What are some good approaches to use async methods inside of SolveInstance?

Thank you :slight_smile:

Can you post any example? Hard to tell without…

You could store in the async method also a timestamp of the input, when the method finish, check the last input timestamp is unchanged and only then output the result.

Or kill any active async methods if a new input triggers.

Hey! Yeah sure, below is some pseudo-code that shows the logic that I’m trying to implement:

private myDS = new DS();

protected override async void SolveInternal(IGH_DataAccess DA)
{
  // Update the values of DS
  await DS.updateDS(); // This sends a request and updates DS with part of the results
  
  if (condition(DS))
  {
    // update component ui (only) if a condition is met
    OnPingDocument().ScheduleSolution(1, updateInputs);
  }
  else
  {
  // Get the results and set them as the output (doesnt update the component ui). Can potentially take a longer time to get the results back from the server.
  dynamic results = await DS.getResuts(); // This sends a request and updates DS with some results (results can have multiple types depending on getResults)
  DA.SetData(0, results);
  }
}

Currently I’m forcing the async methods to run synchronously, which isn’t ideal… My component is using IGH_VariableParameterComponent since it requires dynamic inputs/outputs.

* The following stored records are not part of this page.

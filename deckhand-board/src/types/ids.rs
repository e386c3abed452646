//! Identifier newtypes for tasks and projects

use serde::{Deserialize, Serialize};
use std::fmt;
use ulid::Ulid;

/// Unique identifier for a task
#[derive(Debug, Clone, PartialEq, Eq, Hash, PartialOrd, Ord, Serialize, Deserialize)]
#[serde(transparent)]
pub struct TaskId(String);

impl TaskId {
    /// Generate a fresh task ID
    pub fn new() -> Self {
        Self(Ulid::new().to_string())
    }

    /// Create a task ID from an existing string
    pub fn from_string(s: impl Into<String>) -> Self {
        Self(s.into())
    }

    /// Get the ID as a string slice
    pub fn as_str(&self) -> &str {
        &self.0
    }
}

impl Default for TaskId {
    fn default() -> Self {
        Self::new()
    }
}

impl fmt::Display for TaskId {
    fn fmt(&self, f: &mut fmt::Formatter<'_>) -> fmt::Result {
        write!(f, "{}", self.0)
    }
}

impl From<&str> for TaskId {
    fn from(s: &str) -> Self {
        Self::from_string(s)
    }
}

impl From<String> for TaskId {
    fn from(s: String) -> Self {
        Self(s)
    }
}

/// Unique identifier for a project
#[derive(Debug, Clone, PartialEq, Eq, Hash, PartialOrd, Ord, Serialize, Deserialize)]
#[serde(transparent)]
pub struct ProjectId(String);

impl ProjectId {
    /// Generate a fresh project ID
    pub fn new() -> Self {
        Self(Ulid::new().to_string())
    }

    /// Create a project ID from an existing string
    pub fn from_string(s: impl Into<String>) -> Self {
        Self(s.into())
    }

    /// Get the ID as a string slice
    pub fn as_str(&self) -> &str {
        &self.0
    }
}

impl Default for ProjectId {
    fn default() -> Self {
        Self::new()
    }
}

impl fmt::Display for ProjectId {
    fn fmt(&self, f: &mut fmt::Formatter<'_>) -> fmt::Result {
        write!(f, "{}", self.0)
    }
}

impl From<&str> for ProjectId {
    fn from(s: &str) -> Self {
        Self::from_string(s)
    }
}

impl From<String> for ProjectId {
    fn from(s: String) -> Self {
        Self(s)
    }
}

Best practice is not using async at all. All you achieve is that UI does not block while you are waiting for your long operation to complete. The question is just, what does it help you if you can use the UI, while you wait for your long operation to complete. I cannot imagine that its truly thread-safe if you modify a definition while its waiting for some data to fetch. Have you tried to delete it, while its fetching data? Don’t get me wrong, I’m a big fan of concurrent programming. I just don’t see the benefit in GH1.

ehi Tomas.
How do you force your method to run synchronously?